E quando ha lasciato Cecchi Gori?
«Lavoravo nel gruppo da 18 anni. Tutta la mia vita era lì, nel gruppo di Cecchi Gori. Non solo la mia vita privata, ma il mio lavoro, la mia identità. È stato terribile. Perdevo tutto, anche il mio io. Una sofferenza che non puoi immaginare».
Fu brusca la separazione?
«Vittorio era un uomo molto forte e molto arrabbiato con me. Disse a tutti: Non dovete avere più niente a che fare con lei. Un giorno dovevo vedere Leonardo. Avevamo appuntamento il pomeriggio. All'ora di pranzo torno a casa e trovo un suo messaggio nella segreteria del telefono. Ti devo parlare. Strano - mi dico - non mi chiama mai a casa. Richiamo e lui balbetta: Sai, Vittorio è un po' arrabbiato Meglio che non ci vediamo. Una legnata. Piansi tanto».
Solo con Pieraccioni o anche con altri?
«Con tutti. Chi più chi meno. Volatilizzati. È successo con Antonio Albanese, col quale avevamo avuto successi incredibili, persino con Vincenzo Cerami, che pure era uno scrittore molto affermato, è successo con molti registi amici, anche con Virzì».
È vero che Cecchi Gori le tolse anche tutte le risorse?
«Pensi che in garage avevo cinque macchine. Beh, la mattina dopo non c'erano più. Le aveva fatte portare via tutte col carro attrezzi. Sono passata dagli aerei privati, la servitù, i soldi a pioggia, a dover ripartire praticamente da zero».
Si è sentita sola?
«Ero sola. Ho reagito. Ho fatto quello che avrei dovuto fare a 20 anni e che non avevo fatto. Sono andata in America, ho mandato la mia prima lavatrice, ho imparato a fare la casalinga. E la sera andavo a ballare come i ragazzini».
Cambio argomento. Cosa pensa della polemica sollevata da Michele Morrone sul cinema italiano?

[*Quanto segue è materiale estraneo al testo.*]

//! ═══════════════════════════════════════════════════════════════════════════════
//! DENSITY — The Perspectival Density Formula
//! ═══════════════════════════════════════════════════════════════════════════════
//!
//! ```text
//! D = φ × τ × ρ × clamp[(1 − √H) + (H × κ)]
//! ```
//!
//! Two parts:
//! - Structure `φ × τ × ρ` is a strict product. Any structural zero gives D = 0
//!   exactly; there is no partial credit.
//! - The entropy gate is 1 at H = 0 and tends to κ as H → 1, so coherent
//!   high-entropy states lose less than incoherent ones.
//!
//! This is the only copy of the formula in the crate. Everything else calls it.
//! ═══════════════════════════════════════════════════════════════════════════════

use crate::error::ConduitResult;
use crate::state::StateVector;
use serde::{Deserialize, Serialize};

/// φ × τ × ρ
#[inline]
pub fn structure(integration: f64, temporal_depth: f64, binding: f64) -> f64 {
    integration * temporal_depth * binding
}

/// (1 − √H), the raw entropy penalty
#[inline]
pub fn entropy_penalty(entropy: f64) -> f64 {
    1.0 - entropy.sqrt()
}

/// H × κ, the coherence rescue
#[inline]
pub fn coherence_rescue(entropy: f64, coherence: f64) -> f64 {
    entropy * coherence
}

/// Penalty plus rescue, clamped to [0, 1]
#[inline]
pub fn entropy_gate(entropy: f64, coherence: f64) -> f64 {
    (entropy_penalty(entropy) + coherence_rescue(entropy, coherence)).clamp(0.0, 1.0)
}

/// Perspectival density of a state
pub fn density(state: &StateVector) -> f64 {
    structure(state.integration(), state.temporal_depth(), state.binding())
        * entropy_gate(state.entropy(), state.coherence())
}

/// Density from raw parameters, validating them first
///
/// ```
/// let d = conduit::density::density_of(0.80, 0.75, 0.65, 0.50, 0.65).unwrap();
/// assert!((d - 0.2410).abs() < 1e-4);
/// assert!(conduit::density::density_of(1.2, 0.5, 0.5, 0.5, 0.5).is_err());
/// ```
pub fn density_of(
    integration: f64,
    temporal_depth: f64,
    binding: f64,
    entropy: f64,
    coherence: f64,
) -> ConduitResult<f64> {
    StateVector::new(integration, temporal_depth, binding, entropy, coherence).map(|s| s.density())
}

/// Intermediate terms of the density computation
#[derive(Debug, Clone, Copy, PartialEq, Serialize, Deserialize)]
pub struct DensityDecomposition {
    pub structure: f64,
    pub entropy_penalty: f64,
    pub coherence_rescue: f64,
    pub entropy_gate: f64,
    pub density: f64,
}

/// Same computation as `density`, with every intermediate term exposed
pub fn decompose(state: &StateVector) -> DensityDecomposition {
    let structure = structure(state.integration(), state.temporal_depth(), state.binding());
    let entropy_penalty = entropy_penalty(state.entropy());
    let coherence_rescue = coherence_rescue(state.entropy(), state.coherence());
    let entropy_gate = entropy_gate(state.entropy(), state.coherence());

    DensityDecomposition {
        structure,
        entropy_penalty,
        coherence_rescue,
        entropy_gate,
        density: structure * entropy_gate,
    }
}

/// `a / b`, with `+∞` when only `b` is zero and `1.0` when both are
pub fn density_ratio(a: f64, b: f64) -> f64 {
    if b == 0.0 {
        if a > 0.0 {
            f64::INFINITY
        } else {
            1.0
        }
    } else {
        a / b
    }
}

// ═══════════════════════════════════════════════════════════════════════════════
// TESTS
// ═══════════════════════════════════════════════════════════════════════════════
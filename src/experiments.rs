//! ═══════════════════════════════════════════════════════════════════════════════
//! EXPERIMENTS — Validation Suite Over the Calibrated States
//! ═══════════════════════════════════════════════════════════════════════════════
//!
//! Each experiment checks one qualitative claim against the grounded states
//! and records PASS/FAIL with the numbers it looked at. A suite collects them,
//! prints a summary and serialises to JSON.
//! ═══════════════════════════════════════════════════════════════════════════════

use crate::density::density_ratio;
use crate::encoder::Encoder;
use crate::error::ConduitResult;
use crate::state::{self, StateVector};
use serde::{Deserialize, Serialize};
use serde_json::{json, Value};
use std::collections::BTreeMap;
use std::fmt;
use tracing::{info, warn};

/// Framework revision the suite validates
pub const FRAMEWORK_VERSION: &str = "v9.2";
/// ρ threshold separating conscious from unconscious states (Casarotto 2016)
pub const PCI_THRESHOLD: f64 = 0.31;

#[derive(Debug, Clone, Copy, PartialEq, Eq, Serialize, Deserialize)]
#[serde(rename_all = "UPPERCASE")]
pub enum ExperimentStatus {
    Pass,
    Fail,
}

impl ExperimentStatus {
    fn from_check(passed: bool) -> Self {
        if passed {
            ExperimentStatus::Pass
        } else {
            ExperimentStatus::Fail
        }
    }

    fn icon(&self) -> &'static str {
        match self {
            ExperimentStatus::Pass => "✓",
            ExperimentStatus::Fail => "✗",
        }
    }
}

impl fmt::Display for ExperimentStatus {
    fn fmt(&self, f: &mut fmt::Formatter<'_>) -> fmt::Result {
        f.write_str(match self {
            ExperimentStatus::Pass => "PASS",
            ExperimentStatus::Fail => "FAIL",
        })
    }
}

#[derive(Debug, Clone, Serialize, Deserialize)]
pub struct ExperimentResult {
    pub name: String,
    pub status: ExperimentStatus,
    pub description: String,
    pub values: BTreeMap<String, Value>,
    pub criterion: String,
    #[serde(default)]
    pub notes: String,
}

impl ExperimentResult {
    fn new(name: &str, passed: bool, description: &str, criterion: &str) -> Self {
        Self {
            name: name.to_string(),
            status: ExperimentStatus::from_check(passed),
            description: description.to_string(),
            values: BTreeMap::new(),
            criterion: criterion.to_string(),
            notes: String::new(),
        }
    }

    fn value(mut self, key: &str, value: impl Into<Value>) -> Self {
        self.values.insert(key.to_string(), value.into());
        self
    }

    fn note(mut self, notes: impl Into<String>) -> Self {
        self.notes = notes.into();
        self
    }

    pub fn passed(&self) -> bool {
        self.status == ExperimentStatus::Pass
    }
}

#[derive(Debug, Clone, Serialize, Deserialize)]
pub struct ExperimentSuite {
    pub name: String,
    /// RFC 3339
    pub date: String,
    pub framework_version: String,
    pub results: Vec<ExperimentResult>,
}

impl ExperimentSuite {
    pub fn new(name: &str) -> Self {
        Self {
            name: name.to_string(),
            date: chrono::Utc::now().to_rfc3339(),
            framework_version: FRAMEWORK_VERSION.to_string(),
            results: Vec::new(),
        }
    }

    pub fn add_result(&mut self, result: ExperimentResult) {
        match result.status {
            ExperimentStatus::Pass => info!(experiment = %result.name, "PASS"),
            ExperimentStatus::Fail => warn!(experiment = %result.name, criterion = %result.criterion, "FAIL"),
        }
        self.results.push(result);
    }

    pub fn passed(&self) -> usize {
        self.results.iter().filter(|r| r.status == ExperimentStatus::Pass).count()
    }

    pub fn failed(&self) -> usize {
        self.results.iter().filter(|r| r.status == ExperimentStatus::Fail).count()
    }

    pub fn total(&self) -> usize {
        self.results.len()
    }

    pub fn all_passed(&self) -> bool {
        self.failed() == 0
    }

    /// Human-readable report
    pub fn summary(&self) -> String {
        let rule = "═".repeat(60);
        let mut lines = vec![
            rule.clone(),
            format!("EXPERIMENT SUITE: {}", self.name),
            format!("Date: {}", self.date),
            format!("Framework: {}", self.framework_version),
            rule.clone(),
            String::new(),
        ];

        for result in &self.results {
            lines.push(format!("{} {}: {}", result.status.icon(), result.name, result.status));
            lines.push(format!("   {}", result.description));
            lines.push(format!("   Criterion: {}", result.criterion));
            for (key, value) in &result.values {
                match value.as_f64() {
                    Some(x) if value.is_f64() => lines.push(format!("   {}: {:.4}", key, x)),
                    _ => lines.push(format!("   {}: {}", key, value)),
                }
            }
            if !result.notes.is_empty() {
                lines.push(format!("   Note: {}", result.notes));
            }
            lines.push(String::new());
        }

        lines.push("─".repeat(60));
        lines.push(format!("SUMMARY: {}/{} tests passed", self.passed(), self.total()));
        if self.failed() > 0 {
            lines.push(format!("         {} tests FAILED", self.failed()));
        }
        lines.push(rule);
        lines.join("\n")
    }

    pub fn to_json(&self) -> Value {
        json!({
            "name": self.name,
            "date": self.date,
            "framework_version": self.framework_version,
            "summary": {
                "passed": self.passed(),
                "failed": self.failed(),
                "total": self.total(),
            },
            "results": self.results,
        })
    }
}

// ═══════════════════════════════════════════════════════════════════════════════
// EXPERIMENTS
// ═══════════════════════════════════════════════════════════════════════════════

/// Dissociative vs sedative anesthesia at equal unresponsiveness
pub fn ketamine_propofol_split(encoder: &Encoder) -> ConduitResult<ExperimentResult> {
    let ket = encoder.from_calibration("ketamine_anesthesia")?;
    let prop = encoder.from_calibration("propofol_anesthesia")?;
    let ratio = density_ratio(ket.density(), prop.density());

    Ok(ExperimentResult::new(
        "Ketamine/Propofol Split",
        ratio > 10.0,
        "Dissociative vs sedative anesthesia at equivalent unresponsiveness",
        "D(ketamine) / D(propofol) > 10×",
    )
    .value("ketamine_D", ket.density())
    .value("propofol_D", prop.density())
    .value("ratio", ratio)
    .value("ketamine_rho", ket.binding())
    .value("propofol_rho", prop.binding()))
}

pub fn wakefulness_baseline(encoder: &Encoder) -> ConduitResult<ExperimentResult> {
    let d = encoder.from_calibration("wakefulness")?.density();
    Ok(ExperimentResult::new(
        "Wakefulness Baseline",
        (0.10..=0.15).contains(&d),
        "Baseline wakefulness density should be moderate",
        "0.10 ≤ D ≤ 0.15",
    )
    .value("D", d))
}

/// Hyper-conscious panic outranks dissociated ketamine
pub fn panic_vs_ketamine(encoder: &Encoder) -> ConduitResult<ExperimentResult> {
    let panic = encoder.from_calibration("panic_attack")?;
    let ket = encoder.from_calibration("ketamine_anesthesia")?;

    Ok(ExperimentResult::new(
        "Panic vs Ketamine Ordering",
        panic.density() > ket.density(),
        "Panic (hyper-conscious) should have higher D than ketamine (dissociated)",
        "D(panic) > D(ketamine)",
    )
    .value("panic_D", panic.density())
    .value("ketamine_D", ket.density())
    .value("panic_rho", panic.binding())
    .value("panic_kappa", panic.coherence())
    .note("High binding but unstructured entropy"))
}

pub fn flow_elevation(encoder: &Encoder) -> ConduitResult<ExperimentResult> {
    let flow = encoder.from_calibration("flow_state")?.density();
    let wake = encoder.from_calibration("wakefulness")?.density();

    Ok(ExperimentResult::new(
        "Flow State Elevation",
        flow > wake,
        "Flow state should exceed baseline wakefulness",
        "D(flow) > D(wakefulness)",
    )
    .value("flow_D", flow)
    .value("wakefulness_D", wake))
}

/// Binding splits conscious from unconscious states at PCI* = 0.31
pub fn pci_threshold(encoder: &Encoder) -> ConduitResult<ExperimentResult> {
    let above = [
        "wakefulness",
        "ketamine_anesthesia",
        "REM_sleep",
        "locked_in_syndrome",
        "flow_state",
    ];
    let below = ["propofol_anesthesia", "xenon_anesthesia", "NREM_sleep_N3"];

    let mut above_ok = 0;
    for key in above {
        if encoder.from_calibration(key)?.binding() >= PCI_THRESHOLD {
            above_ok += 1;
        }
    }
    let mut below_ok = 0;
    for key in below {
        if encoder.from_calibration(key)?.binding() < PCI_THRESHOLD {
            below_ok += 1;
        }
    }

    Ok(ExperimentResult::new(
        "PCI* Threshold Classification",
        above_ok == above.len() && below_ok == below.len(),
        "States should be correctly classified by PCI* = 0.31 threshold",
        "All conscious states ρ ≥ 0.31, all unconscious states ρ < 0.31",
    )
    .value("above_threshold_correct", format!("{}/{}", above_ok, above.len()))
    .value("below_threshold_correct", format!("{}/{}", below_ok, below.len()))
    .value("PCI_threshold", PCI_THRESHOLD))
}

/// High κ rescues a fixed high-entropy structure
pub fn coherence_rescue() -> ConduitResult<ExperimentResult> {
    let (h, low_k, high_k) = (0.75, 0.20, 0.85);
    let low = StateVector::new(0.60, 0.50, 0.50, h, low_k)?.density();
    let high = StateVector::new(0.60, 0.50, 0.50, h, high_k)?.density();
    let factor = density_ratio(high, low);

    Ok(ExperimentResult::new(
        "Coherence Gate Rescue",
        factor > 1.5,
        "High coherence should rescue high-entropy states",
        "D(high κ) / D(low κ) > 1.5 at fixed high H",
    )
    .value("D_low_kappa", low)
    .value("D_high_kappa", high)
    .value("rescue_factor", factor)
    .value("H", h))
}

pub fn zero_floor() -> ConduitResult<ExperimentResult> {
    let cases = [
        StateVector::new(0.0, 0.5, 0.5, 0.5, 0.5)?,
        StateVector::new(0.5, 0.0, 0.5, 0.5, 0.5)?,
        StateVector::new(0.5, 0.5, 0.0, 0.5, 0.5)?,
    ];
    let all_zero = cases.iter().all(|s| s.density() == 0.0);

    Ok(ExperimentResult::new(
        "Zero Floor Constraint",
        all_zero,
        "Zero in any structural dimension (φ, τ, ρ) should give D=0",
        "D=0 when any of φ, τ, ρ = 0",
    )
    .value("all_zero", all_zero))
}

/// Anesthetic densities follow the PCI ordering
pub fn anesthetic_hierarchy(encoder: &Encoder) -> ConduitResult<ExperimentResult> {
    let order = [
        "xenon_anesthesia",
        "propofol_anesthesia",
        "midazolam_anesthesia",
        "ketamine_anesthesia",
    ];
    let densities = order
        .iter()
        .map(|key| Ok((*key, encoder.from_calibration(key)?.density())))
        .collect::<ConduitResult<Vec<_>>>()?;
    let ordered = densities.windows(2).all(|w| w[0].1 < w[1].1);

    let mut result = ExperimentResult::new(
        "Anesthetic Hierarchy",
        ordered,
        "Anesthetic D should follow PCI ordering",
        "D(xenon) < D(propofol) < D(midazolam) < D(ketamine)",
    )
    .note("Based on Sarasso 2015 PCI measurements");
    for (key, d) in densities {
        result = result.value(key, d);
    }
    Ok(result)
}

/// The core validation suite
pub fn validation_suite(encoder: &Encoder) -> ConduitResult<ExperimentSuite> {
    let mut suite = ExperimentSuite::new("Core Validation Suite");
    info!(framework = FRAMEWORK_VERSION, "running validation suite");

    suite.add_result(ketamine_propofol_split(encoder)?);
    suite.add_result(wakefulness_baseline(encoder)?);
    suite.add_result(panic_vs_ketamine(encoder)?);
    suite.add_result(flow_elevation(encoder)?);
    suite.add_result(pci_threshold(encoder)?);
    suite.add_result(coherence_rescue()?);
    suite.add_result(zero_floor()?);
    suite.add_result(anesthetic_hierarchy(encoder)?);

    info!(passed = suite.passed(), total = suite.total(), "validation suite finished");
    Ok(suite)
}

// ═══════════════════════════════════════════════════════════════════════════════
// GRADIENTS
// ═══════════════════════════════════════════════════════════════════════════════

#[derive(Debug, Clone, Serialize)]
pub struct GradientAnalysis {
    pub start: String,
    pub end: String,
    pub steps: usize,
    pub densities: Vec<f64>,
    /// D(start) / D(end): how many times denser the start state is
    pub density_ratio: f64,
}

/// Linear path between two calibrated states
pub fn gradient_between(
    encoder: &Encoder,
    start: &str,
    end: &str,
    steps: usize,
) -> ConduitResult<GradientAnalysis> {
    let a = encoder.from_calibration(start)?;
    let b = encoder.from_calibration(end)?;
    let path = state::path_between(&a, &b, steps)?;
    let densities: Vec<f64> = path.iter().map(StateVector::density).collect();

    Ok(GradientAnalysis {
        start: start.to_string(),
        end: end.to_string(),
        steps,
        density_ratio: density_ratio(a.density(), b.density()),
        densities,
    })
}

#[cfg(test)]
mod tests {
    use super::*;

    #[test]
    fn test_suite_passes_with_standard_calibration() {
        let suite = validation_suite(&Encoder::standard()).unwrap();
        assert_eq!(suite.total(), 8);
        assert!(suite.all_passed(), "{}", suite.summary());
    }

    #[test]
    fn test_suite_needs_calibration() {
        assert!(validation_suite(&Encoder::standalone()).is_err());
    }

    #[test]
    fn test_ratio_value_recorded() {
        let r = ketamine_propofol_split(&Encoder::standard()).unwrap();
        let ratio = r.values["ratio"].as_f64().unwrap();
        assert!(ratio > 10.0 && ratio < 20.0, "ratio {ratio}");
    }

    #[test]
    fn test_summary_and_json() {
        let suite = validation_suite(&Encoder::standard()).unwrap();
        let text = suite.summary();
        assert!(text.contains("SUMMARY: 8/8 tests passed"));
        assert!(!text.contains("FAILED"));

        let doc = suite.to_json();
        assert_eq!(doc["summary"]["total"], 8);
        assert_eq!(doc["results"][0]["status"], "PASS");
    }

    #[test]
    fn test_status_wire_names() {
        assert_eq!(serde_json::to_value(ExperimentStatus::Pass).unwrap(), "PASS");
        assert_eq!(serde_json::to_value(ExperimentStatus::Fail).unwrap(), "FAIL");
        assert!(serde_json::from_str::<ExperimentStatus>("\"WARNING\"").is_err());
        assert_eq!(ExperimentStatus::from_check(false).to_string(), "FAIL");
    }

    #[test]
    fn test_failed_result_counts() {
        let mut suite = ExperimentSuite::new("t");
        suite.add_result(ExperimentResult::new("a", false, "", ""));
        suite.add_result(ExperimentResult::new("b", true, "", ""));
        assert_eq!(suite.failed(), 1);
        assert!(!suite.all_passed());
        assert!(suite.summary().contains("1 tests FAILED"));
    }

    #[test]
    fn test_gradient_wake_to_propofol() {
        let g = gradient_between(&Encoder::standard(), "wakefulness", "propofol_anesthesia", 5).unwrap();
        assert_eq!(g.densities.len(), 6);
        assert!(g.densities[0] > g.densities[5]);
        let expected = g.densities[0] / g.densities[5];
        assert!((g.density_ratio - expected).abs() < 1e-6 * expected);
        assert!(g.density_ratio > 50.0);
    }
}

«Io dico: tu sei un bel ragazzo, sei diventato un attore, hai avuto fortuna, successo, non hai studiato ma hai
sfondato lo stesso. Benissimo. Bravissimo. Ma questo non vuol dire che quelli che hanno studiato e frequentato il centro sperimentale e l'Accademia Silvio D'Amico siano dei brocchi. Polemiche inutili. Fanno male al cinema».